What the task requires:
Copy each line of the following data that contains "gate".

(Stored data)
====================

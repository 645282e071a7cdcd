use crate::common::GameError;

pub const GRID_SIZE: usize = 4;
/// Largest accepted grid side; keeps `size * size` small and allocation bounded.
pub const MAX_GRID_SIZE: usize = 64;
pub const WIN_TILE: u32 = 2048;
/// Chance that a spawned tile is a 4 instead of a 2.
pub const FOUR_PROBABILITY: f64 = 0.1;
pub const INITIAL_TILES: usize = 2;
/// Number of undo snapshots kept before the oldest is dropped.
pub const DEFAULT_HISTORY_LIMIT: usize = 100;

/// Rule set for a single game session.
#[derive(Debug, Clone, Copy, PartialEq)]
pub struct GameConfig {
    pub size: usize,
    pub win_tile: u32,
    pub four_probability: f64,
    pub history_limit: usize,
}

impl Default for GameConfig {
    fn default() -> Self {
        Self {
            size: GRID_SIZE,
            win_tile: WIN_TILE,
            four_probability: FOUR_PROBABILITY,
            history_limit: DEFAULT_HISTORY_LIMIT,
        }
    }
}

impl GameConfig {
    pub fn with_size(mut self, size: usize) -> Self {
        self.size = size;
        self
    }

    pub fn with_win_tile(mut self, win_tile: u32) -> Self {
        self.win_tile = win_tile;
        self
    }

    pub fn with_four_probability(mut self, p: f64) -> Self {
        self.four_probability = p;
        self
    }

    pub fn with_history_limit(mut self, limit: usize) -> Self {
        self.history_limit = limit;
        self
    }

    /// Check that the rule set describes a playable game.
    pub fn validate(&self) -> Result<(), GameError> {
        if self.size < 2 {
            return Err(GameError::GridTooSmall { size: self.size });
        }
        if self.size > MAX_GRID_SIZE {
            return Err(GameError::GridTooLarge { size: self.size });
        }
        // a win tile of 2 would be won by the opening spawn
        if self.win_tile < 4 || !self.win_tile.is_power_of_two() {
            return Err(GameError::InvalidWinTile(self.win_tile));
        }
        if !(0.0..=1.0).contains(&self.four_probability) {
            return Err(GameError::InvalidProbability);
        }
        if self.history_limit == 0 {
            return Err(GameError::InvalidHistoryLimit);
        }
        Ok(())
    }
}
//! Commonly used types and utilities for ease of import.

pub use crate::{Direction, GameConfig, GameEngine, GameError, GameState, GameStatus, Grid, MoveOutcome};

#[cfg(feature = "std")]
pub use crate::cli::{parse_command, render, run_session, Command};
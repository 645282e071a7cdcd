use std::io;

use clap::{Parser, Subcommand};
use rand::rngs::SmallRng;
use rand::SeedableRng;
use twenty48::{
    cli::{render, run_session},
    init_logging, Direction, GameConfig, GameEngine, GameStatus, DEFAULT_HISTORY_LIMIT, GRID_SIZE,
    WIN_TILE,
};

#[derive(Parser)]
#[command(author, version, about, long_about = None)]
struct Cli {
    #[command(subcommand)]
    command: Commands,
}

#[derive(clap::Args, Clone, Debug)]
struct Rules {
    #[arg(long, help = "Fix RNG seed for reproducible games (e.g., --seed 12345)")]
    seed: Option<u64>,
    #[arg(long, default_value_t = GRID_SIZE, help = "Side length of the grid (2 to 64)")]
    size: usize,
    #[arg(long, default_value_t = WIN_TILE, help = "Tile value that wins the game")]
    win_tile: u32,
    #[arg(long, default_value_t = DEFAULT_HISTORY_LIMIT, help = "Number of moves that can be undone")]
    history: usize,
}

#[derive(Subcommand)]
enum Commands {
    /// Play interactively, one command per line.
    Play {
        #[command(flatten)]
        rules: Rules,
    },
    /// Apply a fixed move sequence (e.g. `lurd`) and print the final board.
    Replay {
        #[command(flatten)]
        rules: Rules,
        /// Moves as letters: l(eft), u(p), r(ight), d(own).
        moves: String,
    },
}

fn build_engine(rules: &Rules) -> anyhow::Result<GameEngine> {
    let config = GameConfig::default()
        .with_size(rules.size)
        .with_win_tile(rules.win_tile)
        .with_history_limit(rules.history);
    let rng = if let Some(s) = rules.seed {
        println!("Using fixed seed: {} (game will be reproducible)", s);
        SmallRng::seed_from_u64(s)
    } else {
        let mut seed_rng = rand::rng();
        SmallRng::from_rng(&mut seed_rng)
    };
    Ok(GameEngine::new(config, rng)?)
}

fn main() -> anyhow::Result<()> {
    init_logging();
    let cli = Cli::parse();

    match cli.command {
        Commands::Play { rules } => {
            let mut engine = build_engine(&rules)?;
            let stdin = io::stdin();
            run_session(&mut engine, stdin.lock(), io::stdout())?;
        }
        Commands::Replay { rules, moves } => {
            let mut engine = build_engine(&rules)?;
            for ch in moves.chars().filter(|c| !c.is_whitespace()) {
                let direction: Direction = ch.to_string().parse()?;
                engine.apply_move(direction);
                if engine.status() != GameStatus::InProgress {
                    break;
                }
            }
            print!("{}", render(engine.grid(), engine.score()));
            match engine.status() {
                GameStatus::Won => println!("Won."),
                GameStatus::Lost => println!("Game over."),
                GameStatus::InProgress => {}
            }
        }
    }
    Ok(())
}
#![cfg_attr(not(feature = "std"), no_std)]

extern crate alloc;
#[cfg(feature = "std")]
extern crate std;
#[cfg(feature = "std")]
pub mod cli;
mod common;
mod config;
mod direction;
mod game;
mod grid;
mod history;
#[cfg(feature = "std")]
mod logging;
pub mod prelude;

pub use common::*;
pub use config::*;
pub use direction::Direction;
pub use game::{GameEngine, GameState};
pub use grid::{is_tile_value, slide_row, Grid};
pub use history::History;
#[cfg(feature = "std")]
pub use logging::init_logging;
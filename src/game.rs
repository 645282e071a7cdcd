use crate::{
    common::{GameError, GameStatus, MoveOutcome},
    config::{GameConfig, INITIAL_TILES},
    direction::Direction,
    grid::Grid,
    history::History,
};
use core::fmt;
use rand::rngs::SmallRng;
use rand::{Rng, SeedableRng};

/// Grid and score at one point in a game. Used for undo snapshots and as the
/// payload for saving and restoring a session.
#[derive(Clone, Debug, PartialEq, Eq)]
#[cfg_attr(feature = "std", derive(serde::Serialize, serde::Deserialize))]
pub struct GameState {
    pub grid: Grid,
    pub score: u64,
}

/// Core game logic: the grid, score, undo history and the tile spawner.
///
/// The random number generator is the only source of randomness, so two
/// engines built from the same seed and fed the same moves stay identical.
pub struct GameEngine<R: Rng = SmallRng> {
    config: GameConfig,
    grid: Grid,
    score: u64,
    history: History,
    rng: R,
}

impl GameEngine<SmallRng> {
    /// Standard 4×4 game with a fixed seed.
    pub fn seeded(seed: u64) -> Self {
        Self::start(GameConfig::default(), SmallRng::seed_from_u64(seed))
    }

    /// Custom rules with a fixed seed.
    pub fn with_seed(config: GameConfig, seed: u64) -> Result<Self, GameError> {
        Self::new(config, SmallRng::seed_from_u64(seed))
    }

    /// Custom rules seeded from the thread-local generator.
    #[cfg(feature = "std")]
    pub fn from_entropy(config: GameConfig) -> Result<Self, GameError> {
        let mut seed_rng = rand::rng();
        Self::new(config, SmallRng::from_rng(&mut seed_rng))
    }
}

impl<R: Rng> GameEngine<R> {
    /// Validate `config` and start a fresh game with two random tiles.
    pub fn new(config: GameConfig, rng: R) -> Result<Self, GameError> {
        config.validate()?;
        Ok(Self::start(config, rng))
    }

    /// Resume a saved game. History starts empty.
    pub fn from_state(state: GameState, config: GameConfig, rng: R) -> Result<Self, GameError> {
        config.validate()?;
        let mut engine = Self::empty(config, rng);
        engine.restore(state)?;
        Ok(engine)
    }

    fn empty(config: GameConfig, rng: R) -> Self {
        Self {
            grid: Grid::new(config.size),
            score: 0,
            history: History::new(config.history_limit),
            rng,
            config,
        }
    }

    fn start(config: GameConfig, rng: R) -> Self {
        let mut engine = Self::empty(config, rng);
        engine.reset();
        engine
    }

    /// Clear the grid, score and history, then place the opening tiles.
    pub fn reset(&mut self) {
        self.grid = Grid::new(self.config.size);
        self.score = 0;
        self.history.clear();
        for _ in 0..INITIAL_TILES {
            self.spawn_random_tile();
        }
        log::debug!("new game on a {0}x{0} grid", self.config.size);
    }

    /// Slide all tiles in `direction`.
    ///
    /// A move that leaves the grid unchanged is a no-op: score, history and
    /// grid are untouched and no tile is spawned. Otherwise the previous
    /// state is pushed onto the undo history and one random tile is spawned.
    pub fn apply_move(&mut self, direction: Direction) -> MoveOutcome {
        let (shifted, gained) = self.grid.shift(direction);
        if shifted == self.grid {
            log::debug!("move {} changed nothing", direction);
            return MoveOutcome::default();
        }

        let previous = core::mem::replace(&mut self.grid, shifted);
        self.history.push(GameState {
            grid: previous,
            score: self.score,
        });
        self.score += gained;
        self.spawn_random_tile();

        let outcome = MoveOutcome {
            changed: true,
            won: self.check_win(),
            game_over: self.is_game_over(),
            gained,
        };
        log::debug!(
            "move {} gained {} (score {}, won {}, game over {})",
            direction,
            gained,
            self.score,
            outcome.won,
            outcome.game_over
        );
        outcome
    }

    /// Apply a move given as a numeric code (0 left, 1 up, 2 right, 3 down).
    pub fn apply_move_code(&mut self, code: u8) -> Result<MoveOutcome, GameError> {
        let direction = Direction::try_from(code)?;
        Ok(self.apply_move(direction))
    }

    /// Place a 2 (or, with the configured probability, a 4) on a uniformly
    /// chosen empty cell. Returns the placed tile, or `None` when the grid is
    /// full.
    pub fn spawn_random_tile(&mut self) -> Option<(usize, usize, u32)> {
        let empty = self.grid.empty_cells();
        if empty.is_empty() {
            return None;
        }
        let (row, col) = empty[self.rng.random_range(0..empty.len())];
        let value = if self.rng.random_bool(self.config.four_probability) {
            4
        } else {
            2
        };
        self.grid.set(row, col, value).ok()?;
        log::trace!("spawned {} at ({}, {})", value, row, col);
        Some((row, col, value))
    }

    /// Revert the most recent move that changed the grid.
    pub fn undo(&mut self) -> Result<(), GameError> {
        let state = self.history.pop().ok_or(GameError::EmptyHistory)?;
        self.grid = state.grid;
        self.score = state.score;
        log::debug!("undo to score {}", self.score);
        Ok(())
    }

    /// Replace the current grid and score with a saved state and forget the
    /// undo history.
    pub fn restore(&mut self, state: GameState) -> Result<(), GameError> {
        state.grid.validate()?;
        if state.grid.size() != self.config.size {
            return Err(GameError::SizeMismatch {
                expected: self.config.size,
                actual: state.grid.size(),
            });
        }
        self.grid = state.grid;
        self.score = state.score;
        self.history.clear();
        Ok(())
    }

    /// Snapshot of the current grid and score.
    pub fn state(&self) -> GameState {
        GameState {
            grid: self.grid.clone(),
            score: self.score,
        }
    }

    pub fn grid(&self) -> &Grid {
        &self.grid
    }

    pub fn score(&self) -> u64 {
        self.score
    }

    pub fn config(&self) -> &GameConfig {
        &self.config
    }

    pub fn history_len(&self) -> usize {
        self.history.len()
    }

    pub fn can_undo(&self) -> bool {
        !self.history.is_empty()
    }

    pub fn max_tile(&self) -> u32 {
        self.grid.max_tile()
    }

    /// Returns `true` when the win tile is on the grid.
    pub fn check_win(&self) -> bool {
        self.grid.contains(self.config.win_tile)
    }

    /// Returns `true` when no move can change the grid.
    pub fn is_game_over(&self) -> bool {
        self.grid.is_game_over()
    }

    /// Evaluate the current game status. A win takes precedence.
    pub fn status(&self) -> GameStatus {
        if self.check_win() {
            GameStatus::Won
        } else if self.is_game_over() {
            GameStatus::Lost
        } else {
            GameStatus::InProgress
        }
    }
}

impl<R: Rng> fmt::Debug for GameEngine<R> {
    fn fmt(&self, f: &mut fmt::Formatter<'_>) -> fmt::Result {
        f.debug_struct("GameEngine")
            .field("config", &self.config)
            .field("grid", &self.grid)
            .field("score", &self.score)
            .field("history", &self.history.len())
            .finish()
    }
}
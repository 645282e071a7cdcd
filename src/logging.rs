#![cfg(feature = "std")]

//! Minimal `log` backend for the binaries.
//!
//! The interactive front end owns stdout for the board, so records go to
//! stderr and can be redirected separately (`2>game.log`).

use log::{LevelFilter, Log, Metadata, Record};
use std::env;

/// Environment variable holding the level name (`error` .. `trace`, `off`).
pub const LOG_ENV: &str = "TWENTY48_LOG";

struct StderrLogger;

impl Log for StderrLogger {
    fn enabled(&self, metadata: &Metadata) -> bool {
        metadata.level() <= log::max_level()
    }

    fn log(&self, record: &Record) {
        if self.enabled(record.metadata()) {
            eprintln!("[{:<5} {}] {}", record.level(), record.target(), record.args());
        }
    }

    fn flush(&self) {}
}

static LOGGER: StderrLogger = StderrLogger;

/// Level for a raw setting; unset or unparsable values fall back to `info`.
fn level_from(setting: Option<&str>) -> LevelFilter {
    setting
        .and_then(|lvl| lvl.trim().parse().ok())
        .unwrap_or(LevelFilter::Info)
}

/// Install the stderr logger at the level named by [`LOG_ENV`]. Calling it
/// again is harmless: the first logger stays installed.
pub fn init_logging() {
    let level = level_from(env::var(LOG_ENV).ok().as_deref());
    if log::set_logger(&LOGGER).is_ok() {
        log::set_max_level(level);
    }
}
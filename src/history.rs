//! Bounded undo stack of game snapshots.

use crate::game::GameState;
use alloc::collections::VecDeque;

/// Snapshots of earlier states, newest last. Once `limit` entries are held,
/// pushing drops the oldest one.
#[derive(Debug, Clone)]
pub struct History {
    entries: VecDeque<GameState>,
    limit: usize,
}

impl History {
    pub fn new(limit: usize) -> Self {
        Self {
            entries: VecDeque::new(),
            limit,
        }
    }

    pub fn push(&mut self, state: GameState) {
        if self.limit == 0 {
            return;
        }
        while self.entries.len() >= self.limit {
            self.entries.pop_front();
        }
        self.entries.push_back(state);
    }

    pub fn pop(&mut self) -> Option<GameState> {
        self.entries.pop_back()
    }

    pub fn peek(&self) -> Option<&GameState> {
        self.entries.back()
    }

    pub fn clear(&mut self) {
        self.entries.clear();
    }

    pub fn len(&self) -> usize {
        self.entries.len()
    }

    pub fn is_empty(&self) -> bool {
        self.entries.is_empty()
    }

    pub fn limit(&self) -> usize {
        self.limit
    }
}
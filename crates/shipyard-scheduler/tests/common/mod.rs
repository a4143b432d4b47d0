//! Fakes shared by the orchestration tests.

#![allow(dead_code)]

use async_trait::async_trait;
use bytes::Bytes;
use futures::StreamExt;
use shipyard_config::SchedulerSettings;
use shipyard_core::agent::{
    Agent, AgentEvent, AgentStream, ArtifactChunk, Command, LogLine,
};
use shipyard_core::project::{GitProvider, JobTrigger, RepoConfig};
use shipyard_core::provider::{
    CommitStatus, CommitStatusState, GitHubCredential, ProviderClient, ProviderClientFactory,
    ProviderCredential,
};
use shipyard_core::store::BuildStore;
use shipyard_core::{BuildStatus, CommitSha, Error, Project, ProjectId, Result};
use shipyard_db::MemoryBuildStore;
use shipyard_scheduler::{BuildRunnerService, RunnerFactory, RunnerParams, TaskQueue};
use std::collections::{BTreeSet, HashMap};
use std::sync::atomic::{AtomicBool, AtomicUsize, Ordering};
use std::sync::{Arc, Mutex};
use std::time::Duration;
use tokio::sync::{Semaphore, mpsc};

pub fn sha(s: &str) -> CommitSha {
    CommitSha::parse(s).unwrap()
}

pub fn state(status: BuildStatus) -> AgentEvent {
    AgentEvent::State(status)
}

pub fn log(message: &str) -> AgentEvent {
    AgentEvent::Log(LogLine::info(message))
}

pub fn exit(status: i32) -> AgentEvent {
    AgentEvent::Log(LogLine::exit_status(status))
}

pub fn artifact(filename: &str, data: &'static [u8]) -> AgentEvent {
    AgentEvent::Artifact(ArtifactChunk {
        filename: filename.to_string(),
        chunk: Bytes::from_static(data),
    })
}

/// How a scripted stream ends once its events are sent.
#[derive(Debug, Clone)]
pub enum Ending {
    Close,
    Stall,
    Fail(String),
}

/// Agent replaying the same script for every invocation.
pub struct ScriptedAgent {
    events: Vec<AgentEvent>,
    ending: Ending,
    /// Each invocation takes one permit before sending anything.
    gate: Option<Arc<Semaphore>>,
    invocations: Mutex<Vec<Command>>,
}

impl ScriptedAgent {
    pub fn new(events: Vec<AgentEvent>) -> Self {
        Self {
            events,
            ending: Ending::Close,
            gate: None,
            invocations: Mutex::new(Vec::new()),
        }
    }

    /// A well-behaved successful build.
    pub fn succeeding() -> Self {
        Self::new(vec![
            state(BuildStatus::Running),
            log("building"),
            state(BuildStatus::Finishing),
            exit(0),
        ])
    }

    pub fn ending(mut self, ending: Ending) -> Self {
        self.ending = ending;
        self
    }

    pub fn gated(mut self, gate: Arc<Semaphore>) -> Self {
        self.gate = Some(gate);
        self
    }

    pub fn invocations(&self) -> Vec<Command> {
        self.invocations.lock().unwrap().clone()
    }
}

#[async_trait]
impl Agent for ScriptedAgent {
    fn name(&self) -> &'static str {
        "scripted"
    }

    async fn invoke(&self, command: Command) -> Result<AgentStream> {
        self.invocations.lock().unwrap().push(command);

        let (tx, rx) = mpsc::channel(16);
        let events = self.events.clone();
        let ending = self.ending.clone();
        let gate = self.gate.clone();

        tokio::spawn(async move {
            if let Some(gate) = gate {
                match gate.acquire_owned().await {
                    Ok(permit) => permit.forget(),
                    Err(_) => return,
                }
            }
            for event in events {
                if tx.send(Ok(event)).await.is_err() {
                    return;
                }
            }
            match ending {
                Ending::Close => {}
                Ending::Stall => tx.closed().await,
                Ending::Fail(message) => {
                    let _ = tx.send(Err(Error::Agent(message))).await;
                }
            }
        });

        Ok(futures::stream::unfold(rx, |mut rx| async move {
            rx.recv().await.map(|item| (item, rx))
        })
        .boxed())
    }
}

/// In-memory provider.
#[derive(Default)]
pub struct FakeProvider {
    heads: Mutex<HashMap<String, CommitSha>>,
    open_prs: Mutex<Vec<(String, CommitSha)>>,
    statuses: Mutex<HashMap<CommitSha, Vec<CommitStatus>>>,
    failing: AtomicBool,
    panicking: AtomicBool,
    pub polls: AtomicUsize,
}

impl FakeProvider {
    pub fn with_head(self, branch: &str, head: &str) -> Self {
        self.heads.lock().unwrap().insert(branch.to_string(), sha(head));
        self
    }

    pub fn with_open_pr(self, base: &str, head: &str) -> Self {
        self.open_prs
            .lock()
            .unwrap()
            .push((base.to_string(), sha(head)));
        self
    }

    pub fn with_status(self, head: &str) -> Self {
        self.statuses
            .lock()
            .unwrap()
            .entry(sha(head))
            .or_default()
            .push(CommitStatus {
                state: CommitStatusState::Success,
                context: "legacy-ci".to_string(),
                description: None,
                target_url: None,
            });
        self
    }

    pub fn failing(self) -> Self {
        self.failing.store(true, Ordering::SeqCst);
        self
    }

    pub fn panicking(self) -> Self {
        self.panicking.store(true, Ordering::SeqCst);
        self
    }

    /// States reported for a commit, oldest first.
    pub fn reported(&self, head: &CommitSha) -> Vec<CommitStatusState> {
        let mut states: Vec<CommitStatusState> = self
            .statuses
            .lock()
            .unwrap()
            .get(head)
            .map(|s| {
                s.iter()
                    .filter(|s| s.context == "shipyard")
                    .map(|s| s.state)
                    .collect()
            })
            .unwrap_or_default();
        states.reverse();
        states
    }

    fn check(&self) -> Result<()> {
        self.polls.fetch_add(1, Ordering::SeqCst);
        if self.panicking.load(Ordering::SeqCst) {
            panic!("provider exploded");
        }
        if self.failing.load(Ordering::SeqCst) {
            return Err(Error::Provider("provider unreachable".to_string()));
        }
        Ok(())
    }
}

#[async_trait]
impl ProviderClient for FakeProvider {
    async fn last_commit_sha_for_all_open_pull_requests(
        &self,
        _repo_full_name: &str,
        branches: &BTreeSet<String>,
    ) -> Result<BTreeSet<CommitSha>> {
        self.check()?;
        Ok(self
            .open_prs
            .lock()
            .unwrap()
            .iter()
            .filter(|(base, _)| branches.contains(base))
            .map(|(_, head)| head.clone())
            .collect())
    }

    async fn statuses_for_commit_sha(
        &self,
        _repo_full_name: &str,
        sha: &CommitSha,
    ) -> Result<Vec<CommitStatus>> {
        self.check()?;
        Ok(self
            .statuses
            .lock()
            .unwrap()
            .get(sha)
            .cloned()
            .unwrap_or_default())
    }

    async fn head_sha_for_branch(
        &self,
        _repo_full_name: &str,
        branch: &str,
    ) -> Result<Option<CommitSha>> {
        self.check()?;
        Ok(self.heads.lock().unwrap().get(branch).cloned())
    }

    async fn set_commit_status(
        &self,
        _repo_full_name: &str,
        sha: &CommitSha,
        status: &CommitStatus,
    ) -> Result<()> {
        // Newest first, as providers list them.
        self.statuses
            .lock()
            .unwrap()
            .entry(sha.clone())
            .or_default()
            .insert(0, status.clone());
        Ok(())
    }
}

/// Hands out fake providers by credential name.
#[derive(Default)]
pub struct FakeProviders {
    by_credential: Mutex<HashMap<String, Arc<FakeProvider>>>,
}

impl FakeProviders {
    pub fn with(self, credential: &str, provider: Arc<FakeProvider>) -> Self {
        self.by_credential
            .lock()
            .unwrap()
            .insert(credential.to_string(), provider);
        self
    }
}

impl ProviderClientFactory for FakeProviders {
    fn client_for(&self, credential: &ProviderCredential) -> Arc<dyn ProviderClient> {
        self.by_credential
            .lock()
            .unwrap()
            .entry(credential.name().to_string())
            .or_default()
            .clone()
    }
}

pub fn credential(name: &str) -> ProviderCredential {
    ProviderCredential::Github(GitHubCredential {
        name: name.to_string(),
        token: "token".to_string(),
    })
}

pub fn project(name: &str, repo: &str, triggers: Vec<JobTrigger>) -> Project {
    project_on(name, repo, GitProvider::Github, triggers)
}

pub fn project_on(
    name: &str,
    repo: &str,
    provider: GitProvider,
    triggers: Vec<JobTrigger>,
) -> Project {
    Project {
        id: ProjectId::new(name),
        repo_config: RepoConfig {
            full_name: repo.to_string(),
            provider,
        },
        job_triggers: triggers,
        command: Command::new("fastlane")
            .arg("test")
            .env("SHA", "${git.sha}")
            .env("BUILD", "${build.number}"),
    }
}

pub fn commit_trigger(branch: &str) -> JobTrigger {
    JobTrigger::Commit {
        branch: branch.to_string(),
    }
}

pub fn pr_trigger(branch: &str) -> JobTrigger {
    JobTrigger::PullRequest {
        branch: branch.to_string(),
    }
}

pub fn settings() -> SchedulerSettings {
    SchedulerSettings {
        concurrency: 4,
        poll_interval: Duration::from_secs(1),
        inactivity_timeout: Duration::from_secs(30),
        status_context: "shipyard".to_string(),
    }
}

/// Runner service wired to a memory store and a scripted agent.
pub struct Harness {
    pub store: Arc<MemoryBuildStore>,
    pub agent: Arc<ScriptedAgent>,
    pub factory: Arc<RunnerFactory>,
    pub runners: BuildRunnerService,
}

impl Harness {
    pub fn new(agent: ScriptedAgent) -> Self {
        Self::with_settings(agent, settings())
    }

    pub fn with_settings(agent: ScriptedAgent, settings: SchedulerSettings) -> Self {
        let store = Arc::new(MemoryBuildStore::new());
        let agent = Arc::new(agent);
        let store_dyn: Arc<dyn BuildStore> = store.clone();
        let factory = Arc::new(RunnerFactory::new(agent.clone(), store_dyn.clone(), &settings));
        let runners = BuildRunnerService::new(TaskQueue::new(settings.concurrency), store_dyn);

        Self {
            store,
            agent,
            factory,
            runners,
        }
    }

    pub fn params(
        &self,
        project: &Arc<Project>,
        head: &str,
        provider: &Arc<FakeProvider>,
    ) -> RunnerParams {
        RunnerParams {
            project: project.clone(),
            sha: sha(head),
            credential: "ci-bot".to_string(),
            provider: provider.clone(),
            build: None,
            trigger: "commit".to_string(),
            branch: Some("main".to_string()),
        }
    }
}

/// Poll `condition` while letting (possibly paused) time advance.
pub async fn eventually(mut condition: impl FnMut() -> bool) {
    for _ in 0..1000 {
        if condition() {
            return;
        }
        tokio::time::sleep(Duration::from_millis(100)).await;
    }
    panic!("condition not reached");
}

====================

Written solution:
    gate: Option<Arc<Semaphore>>,
            gate: None,
    pub fn gated(mut self, gate: Arc<Semaphore>) -> Self {
        self.gate = Some(gate);
        let gate = self.gate.clone();
            if let Some(gate) = gate {
                match gate.acquire_owned().await {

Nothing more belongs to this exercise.